GPU Programming

The checked GPU artifact, verified GPU syntax, and attested backend status.

GPU Programming

Sounio has two GPU compiler paths in this repo snapshot:

  • souc-linux-x86_64 (the default self-hosted artifact): compiles GPU syntax, runs serial CPU fallback, and lets kretikos build predefined PTX/CUBIN artifact templates.
  • souc-linux-x86_64-gpu (the GPU-facing artifact): separate binary with broader PTX emission via build --backend gpu.

Self-hosted GPU path (CPU fallback + artifact templates)

The default compiler (bin/souc or bin/souc-linux-x86_64) accepts GPU kernel syntax and runs a deterministic serial CPU fallback. The Kretikos CLI uses that compiler to build tiny in-tree emitter drivers, then writes predefined GPU artifact templates:

# Emit predefined PTX templates (self-hosted, no GPU required)
kretikos emit-ptx vec_add     -o /tmp/kernel.ptx
kretikos emit-ptx vec_sub     -o /tmp/kernel.ptx
kretikos emit-ptx vec_mul     -o /tmp/kernel.ptx
kretikos emit-ptx vec_div     -o /tmp/kernel.ptx
kretikos emit-ptx vec_add_f64 -o /tmp/kernel.ptx
kretikos emit-ptx fma         -o /tmp/kernel.ptx
kretikos emit-ptx fma_f64     -o /tmp/kernel.ptx
kretikos emit-ptx store_u32_const -o /tmp/kernel.ptx

# Emit predefined Metal/MSL templates (self-hosted, no macOS required)
kretikos emit-metal vec_add          -o /tmp/kernel.metal
kretikos emit-metal ossm_oct_step    -o /tmp/kernel.metal
kretikos emit-metal sedenion_cd_step -o /tmp/kernel.metal

# Emit predefined CUBIN templates
kretikos emit-cubin exit_only -o /tmp/kernel.cubin
kretikos emit-cubin store_u32_const -o /tmp/kernel.cubin
kretikos emit-cubin vec_add_f32 -o /tmp/kernel.cubin
kretikos emit-cubin epistemic_dual_f32 -o /tmp/kernel.cubin

# Emit a structural artifact bundle: PTX, CUBIN, hashes, boundaries
kretikos bundle -o /tmp/kretikos-bundle

# Optionally record assembler/disassembler and CUDA Driver API evidence
kretikos bundle -o /tmp/kretikos-validated-bundle --validate-toolchain --validate-runtime

What that proves today:

  • The self-hosted compiler compiles kernel fn, with GPU, GPU.launch, and GPU.sync.
  • The CPU fallback runs kernels serially with deterministic thread/block IDs.
  • The kretikos CLI wrapper emits predefined PTX text and NVIDIA CUDA ELF/CUBIN byte templates from in-tree Sounio code.
  • The kretikos bundle command writes a machine-readable sounio.kretikos.bundle.v1 manifest with artifact hashes, structural checks, optional ptxas/nvdisasm and CUDA Driver API validation, and explicit non-claims.
  • This path does not yet lower arbitrary user kernel source into PTX/CUBIN.
  • Toolchain and runtime validation apply only to the predefined PTX/CUBIN templates selected by kretikos; they do not validate arbitrary user-written kernels.

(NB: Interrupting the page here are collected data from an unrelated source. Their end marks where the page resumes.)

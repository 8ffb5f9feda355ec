use std::ffi::{OsStr, OsString};
use std::fmt;
use std::path::{Path, PathBuf};

use crate::config::RunConfig;

/// Environment variable telling engine-side plugins where to write their own metrics.
pub const METRICS_DIR_ENV: &str = "LOCUST_METRICS_DIR";

const STATS_SUFFIX: &str = "_stats.csv";
const FAILURES_SUFFIX: &str = "_failures.csv";
const EXCEPTIONS_SUFFIX: &str = "_exceptions.csv";
const REPORT_SUFFIX: &str = "_report.html";

/// The files a run is expected to produce.
///
/// The engine writes these, the orchestrator only knows their names by convention.
#[derive(Debug, Clone, PartialEq, Eq)]
pub struct ArtifactSet {
    /// `<output_directory>/<run_label>`, also passed to the engine as its CSV prefix.
    pub prefix: PathBuf,
    pub stats: PathBuf,
    pub failures: PathBuf,
    pub exceptions: PathBuf,
    pub report: Option<PathBuf>,
}

impl ArtifactSet {
    /// Derive the artifact names from a `<directory>/<label>` prefix.
    pub fn from_prefix(prefix: &Path, html_report: bool) -> Self {
        ArtifactSet {
            prefix: prefix.to_path_buf(),
            stats: with_suffix(prefix, STATS_SUFFIX),
            failures: with_suffix(prefix, FAILURES_SUFFIX),
            exceptions: with_suffix(prefix, EXCEPTIONS_SUFFIX),
            report: html_report.then(|| with_suffix(prefix, REPORT_SUFFIX)),
        }
    }

    /// Stats, failures, exceptions and then the report, if one was requested.
    pub fn paths(&self) -> Vec<PathBuf> {
        let mut paths = vec![
            self.stats.clone(),
            self.failures.clone(),
            self.exceptions.clone(),
        ];
        paths.extend(self.report.clone());
        paths
    }
}

/// A structured command line for the load-generation engine.
///
/// Arguments are discrete tokens handed straight to the OS, nothing is interpreted by a shell.
#[derive(Debug, Clone, PartialEq, Eq)]
pub struct CommandSpec {
    program: String,
    args: Vec<OsString>,
    env: Vec<(String, OsString)>,
    artifacts: ArtifactSet,
    planned_runtime: std::time::Duration,
}

impl CommandSpec {
    /// Name or path of the engine executable, not yet resolved against `PATH`.
    pub fn program(&self) -> &str {
        &self.program
    }

    pub fn args(&self) -> &[OsString] {
        &self.args
    }

    /// Extra environment variables set for the engine process.
    pub fn env(&self) -> &[(String, OsString)] {
        &self.env
    }

    pub fn artifacts(&self) -> &ArtifactSet {
        &self.artifacts
    }

    /// How long the engine was asked to run for.
    pub fn planned_runtime(&self) -> std::time::Duration {
        self.planned_runtime
    }

    /// Arguments as UTF-8 strings, replacing anything that is not valid UTF-8.
    pub fn args_lossy(&self) -> Vec<String> {
        self.args
            .iter()
            .map(|arg| arg.to_string_lossy().into_owned())
            .collect()
    }
}

impl fmt::Display for CommandSpec {
    fn fmt(&self, f: &mut fmt::Formatter<'_>) -> fmt::Result {
        f.write_str(&self.program)?;
        for arg in &self.args {
            write!(f, " {}", arg.to_string_lossy())?;
        }
        Ok(())
    }
}

/// Map a [`RunConfig`] to the engine's command line.
///
/// This has no side effects, equal configs always give equal [`CommandSpec`]s.
pub fn build_invocation(config: &RunConfig) -> CommandSpec {
    let prefix = config.artifact_prefix();
    let artifacts = ArtifactSet::from_prefix(&prefix, config.html_report());

    let mut args = Vec::with_capacity(8);
    if let Some(locustfile) = config.locustfile() {
        args.push(option("--locustfile", locustfile.as_os_str()));
    }
    args.push(OsString::from("--headless"));
    args.push(OsString::from(format!("--host={}", config.target_host())));
    args.push(OsString::from(format!("--users={}", config.user_count())));
    args.push(OsString::from(format!("--spawn-rate={}", config.spawn_rate())));
    args.push(OsString::from(format!(
        "--run-time={}s",
        whole_seconds(config.duration())
    )));
    args.push(option("--csv", prefix.as_os_str()));
    if let Some(report) = &artifacts.report {
        args.push(option("--html", report.as_os_str()));
    }

    CommandSpec {
        program: config.engine().to_string(),
        args,
        env: vec![(
            METRICS_DIR_ENV.to_string(),
            config.output_directory().as_os_str().to_os_string(),
        )],
        artifacts,
        planned_runtime: config.duration(),
    }
}

/// The engine only accepts whole seconds, so partial seconds round up.
fn whole_seconds(duration: std::time::Duration) -> u64 {
    if duration.subsec_nanos() > 0 {
        duration.as_secs().saturating_add(1)
    } else {
        duration.as_secs()
    }
}

fn option(name: &str, value: &OsStr) -> OsString {
    let mut arg = OsString::from(name);
    arg.push("=");
    arg.push(value);
    arg
}

fn with_suffix(prefix: &Path, suffix: &str) -> PathBuf {
    let mut path = prefix.as_os_str().to_os_string();
    path.push(suffix);
    PathBuf::from(path)
}

#[cfg(test)]
mod tests {
    use std::collections::HashSet;
    use std::time::Duration;

    use pretty_assertions::assert_eq;

    use super::*;
    use crate::label::RunLabel;

    fn sample_config(label: &str) -> RunConfig {
        RunConfig::builder()
            .with_target_host("http://127.0.0.1:8000")
            .with_user_count(5)
            .with_spawn_rate(1.0)
            .with_duration(Duration::from_secs(30))
            .with_output_directory("results")
            .with_run_label(RunLabel::new(label).unwrap())
            .build()
            .expect("valid config")
    }

    #[test]
    fn maps_config_to_engine_arguments() {
        let spec = build_invocation(&sample_config("20240101_120000"));

        assert_eq!(spec.program(), "locust");
        assert_eq!(
            spec.args_lossy(),
            vec![
                "--headless",
                "--host=http://127.0.0.1:8000",
                "--users=5",
                "--spawn-rate=1",
                "--run-time=30s",
                "--csv=results/20240101_120000",
                "--html=results/20240101_120000_report.html",
            ]
        );
    }

    #[test]
    fn same_config_gives_identical_invocation() {
        let config = sample_config("20240101_120000");
        assert_eq!(build_invocation(&config), build_invocation(&config));
        assert_eq!(
            build_invocation(&config),
            build_invocation(&config.clone())
        );
    }

    #[test]
    fn artifacts_follow_label() {
        let spec = build_invocation(&sample_config("20240101_120000"));
        assert_eq!(
            spec.artifacts().paths(),
            vec![
                PathBuf::from("results/20240101_120000_stats.csv"),
                PathBuf::from("results/20240101_120000_failures.csv"),
                PathBuf::from("results/20240101_120000_exceptions.csv"),
                PathBuf::from("results/20240101_120000_report.html"),
            ]
        );
    }

    #[test]
    fn distinct_labels_never_share_artifacts() {
        let first: HashSet<PathBuf> = build_invocation(&sample_config("20240101_120000"))
            .artifacts()
            .paths()
            .into_iter()
            .collect();
        let second: HashSet<PathBuf> = build_invocation(&sample_config("20240101_120001"))
            .artifacts()
            .paths()
            .into_iter()
            .collect();

        assert!(first.is_disjoint(&second));
    }

    #[test]
    fn omit_html_report_when_disabled() {
        let config = RunConfig::builder()
            .with_run_label(RunLabel::new("run").unwrap())
            .with_html_report(false)
            .build()
            .unwrap();
        let spec = build_invocation(&config);

        assert!(spec.artifacts().report.is_none());
        assert_eq!(spec.artifacts().paths().len(), 3);
        assert!(!spec.args_lossy().iter().any(|a| a.starts_with("--html")));
    }

    #[test]
    fn locustfile_goes_first() {
        let config = RunConfig::builder()
            .with_locustfile("scenarios/posts.py")
            .build()
            .unwrap();
        let spec = build_invocation(&config);
        assert_eq!(spec.args_lossy()[0], "--locustfile=scenarios/posts.py");
        assert_eq!(spec.args_lossy()[1], "--headless");
    }

    #[test]
    fn fractional_spawn_rate_and_duration() {
        let config = RunConfig::builder()
            .with_spawn_rate(0.5)
            .with_duration(Duration::from_millis(90_500))
            .build()
            .unwrap();
        let args = build_invocation(&config).args_lossy();
        assert!(args.contains(&"--spawn-rate=0.5".to_string()));
        assert!(args.contains(&"--run-time=91s".to_string()));
    }

    #[test]
    fn longest_duration_does_not_overflow() {
        let config = RunConfig::builder()
            .with_duration(Duration::MAX)
            .build()
            .unwrap();
        let args = build_invocation(&config).args_lossy();
        assert!(args.contains(&format!("--run-time={}s", u64::MAX)));
    }

    #[test]
    fn metrics_dir_passed_to_engine() {
        let spec = build_invocation(&sample_config("20240101_120000"));
        assert_eq!(
            spec.env(),
            &[(METRICS_DIR_ENV.to_string(), OsString::from("results"))]
        );
    }

    #[test]
    fn display_is_readable_command_line() {
        let spec = build_invocation(&sample_config("20240101_120000"));
        assert!(spec
            .to_string()
            .starts_with("locust --headless --host=http://127.0.0.1:8000"));
    }
}
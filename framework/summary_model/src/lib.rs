use itertools::Itertools;
use serde::{Deserialize, Serialize};
use sha3::Digest;
use std::collections::HashMap;
use std::io::{BufRead, Read, Write};
use std::path::{Path, PathBuf};

/// Summary of an executed load-test run
#[derive(Debug, Clone, Serialize, Deserialize, PartialEq)]
pub struct RunSummary {
    /// The run label
    ///
    /// Prefix of every artifact the run wrote.
    pub run_label: String,
    /// Base URL of the system under test
    pub target_host: String,
    /// The number of simulated users configured
    pub user_count: u32,
    /// The number of users started per second
    pub spawn_rate: f64,
    /// The duration that the run was configured with, in seconds
    pub run_duration_s: u64,
    /// The time the run started
    ///
    /// This is a Unix timestamp in seconds.
    pub started_at: i64,
    /// Exit code of the load-generation engine
    pub exit_code: i32,
    /// Whether the engine reported success
    pub succeeded: bool,
    /// Files the run is expected to have written
    pub artifacts: Vec<PathBuf>,
    /// Name or path of the load-generation engine
    pub engine: String,
    /// Output of `<engine> --version`, if it could be read
    pub engine_version: Option<String>,
    /// Environment variables set for the engine
    ///
    /// Only the variables the runner sets itself, not the inherited environment.
    pub env: HashMap<String, String>,
    /// The version of Swarm that ran the engine
    pub swarm_version: String,
}

impl RunSummary {
    /// Create a new run summary
    ///
    /// The outcome fields start out as a failed run with exit code `-1` until
    /// [RunSummary::set_outcome] is called.
    #[allow(clippy::too_many_arguments)]
    pub fn new(
        run_label: String,
        target_host: String,
        user_count: u32,
        spawn_rate: f64,
        run_duration_s: u64,
        started_at: i64,
        engine: String,
        swarm_version: String,
    ) -> Self {
        Self {
            run_label,
            target_host,
            user_count,
            spawn_rate,
            run_duration_s,
            started_at,
            exit_code: -1,
            succeeded: false,
            artifacts: Vec::with_capacity(0),
            engine,
            engine_version: None,
            env: HashMap::with_capacity(0),
            swarm_version,
        }
    }

    /// Record how the engine exited and what it wrote
    pub fn set_outcome(&mut self, exit_code: i32, artifacts: Vec<PathBuf>) {
        self.exit_code = exit_code;
        self.succeeded = exit_code == 0;
        self.artifacts = artifacts;
    }

    pub fn set_engine_version(&mut self, engine_version: Option<String>) {
        self.engine_version = engine_version;
    }

    /// Add an environment variable
    pub fn add_env(&mut self, key: String, value: String) {
        self.env.insert(key, value);
    }

    /// Compute a fingerprint for this run summary
    ///
    /// The fingerprint is intended to identify runs that used the same configuration so that their
    /// results can be compared. It uses the
    ///     - Target host
    ///     - User count and spawn rate
    ///     - Run duration
    ///     - Environment variables
    ///     - Engine and engine version
    ///     - Swarm version
    ///
    /// The run label, start time and outcome are not included. The fingerprint is computed using
    /// [sha3::Sha3_256].
    pub fn fingerprint(&self) -> String {
        let mut hasher = sha3::Sha3_256::new();
        Digest::update(&mut hasher, self.target_host.as_bytes());
        Digest::update(&mut hasher, self.user_count.to_le_bytes());
        Digest::update(&mut hasher, self.spawn_rate.to_le_bytes());
        Digest::update(&mut hasher, self.run_duration_s.to_le_bytes());
        self.env
            .iter()
            .sorted_by_key(|(k, _)| k.to_owned())
            .for_each(|(k, v)| {
                Digest::update(&mut hasher, k.as_bytes());
                Digest::update(&mut hasher, v.as_bytes());
            });
        Digest::update(&mut hasher, self.engine.as_bytes());
        if let Some(engine_version) = &self.engine_version {
            Digest::update(&mut hasher, engine_version.as_bytes());
        }
        Digest::update(&mut hasher, self.swarm_version.as_bytes());

        format!("{:x}", hasher.finalize())
    }
}

/// Append the run summary to a file
///
/// The summary will be serialized to JSON and output as a single line followed by a newline. The
/// recommended file extension is `.jsonl`.
///
/// The line is written with a single call so that runs sharing a summary file do not interleave.
pub fn append_run_summary(run_summary: &RunSummary, path: &Path) -> anyhow::Result<()> {
    let mut line = Vec::new();
    store_run_summary(run_summary, &mut line)?;
    line.push(b'\n');

    if let Some(parent) = path.parent().filter(|p| !p.as_os_str().is_empty()) {
        std::fs::create_dir_all(parent)?;
    }

    let mut file = std::fs::OpenOptions::new()
        .append(true)
        .create(true)
        .open(path)?;
    file.write_all(&line)?;
    Ok(())
}

/// Serialize the run summary to a writer
pub fn store_run_summary<W: Write>(run_summary: &RunSummary, writer: &mut W) -> anyhow::Result<()> {
    serde_json::to_writer(writer, run_summary)?;
    Ok(())
}

/// Load a run summary from a reader
pub fn load_run_summary<R: Read>(reader: R) -> anyhow::Result<RunSummary> {
    let reader = std::io::BufReader::new(reader);
    let run_summary: RunSummary = serde_json::from_reader(reader)?;
    Ok(run_summary)
}

/// Load run summaries from a file
///
/// The file should contain one JSON object per line. This is the format produced by
/// [append_run_summary].
pub fn load_summary_runs(path: &Path) -> anyhow::Result<Vec<RunSummary>> {
    let file = std::fs::File::open(path)?;
    let reader = std::io::BufReader::new(file);
    let mut runs = Vec::new();
    for line in reader.lines() {
        let line = line?;
        if line.trim().is_empty() {
            continue;
        }
        let run: RunSummary = serde_json::from_str(&line)?;
        runs.push(run);
    }
    Ok(runs)
}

GPU artifact path (broader PTX emission)

The checked GPU artifact is a separate binary with broader pattern support:

export SOUC_GPU_BIN="$(pwd)/artifacts/omega/souc-bin/souc-linux-x86_64-gpu"
export SOUNIO_STDLIB_PATH="$(pwd)/stdlib"

"$SOUC_GPU_BIN" info
"$SOUC_GPU_BIN" check examples/gpu.sio
"$SOUC_GPU_BIN" check tests/run-pass/gpu_launch_surface.sio
"$SOUC_GPU_BIN" build examples/kernel_matmul.sio --backend gpu -o /tmp/kernel_matmul.ptx

Public surface versus source-tree surface

The checked public GPU artifact currently accepts:

  • kernel fn
  • with GPU
  • perform GPU.launch(...)
  • perform GPU.sync()
  • PTX emission through build --backend gpu

The self-hosted compiler (bin/souc) also accepts the same syntax and additionally routes:

  • predefined PTX templates through kretikos emit-ptx
  • predefined CUBIN templates through kretikos emit-cubin
  • structural PTX/CUBIN artifact bundles through kretikos bundle
  • optional fail-closed toolchain/runtime checks through kretikos bundle --require-toolchain and kretikos bundle --require-runtime

The checked public GPU artifact does not yet resolve the older gpu.* intrinsic namespace from historical sketches:

  • gpu.thread_id.*
  • gpu.block_id.*
  • gpu.block_dim.*
  • gpu.alloc<T>(...)

Those names still matter to the implementation story, but they are not yet the recommended public syntax.

Backend evidence

The strongest GPU evidence in the repo is under artifacts/omega/:

  • gpu_codegen_parity.v1.json
  • gpu_binary_attestation.v1.json
  • gpu_runtime_attest_gate.v1.json
  • gpu_public_contract.v1.json

Current attested compute lanes:

  • CUDA: cuda-sm80
  • ROCm: rocm-gfx942

Where the bigger GPU implementation lives

  • self-hosted/gpu/ contains PTX, SPIR-V, Metal, runtime, tensor, and tuning work.
  • docs/features/GPU_RUNTIME.md is the repo-native explanation of the current contract.
  • The self-hosted tree still contains an internal gpu-emit path, but the checked public CLI path is build --backend gpu.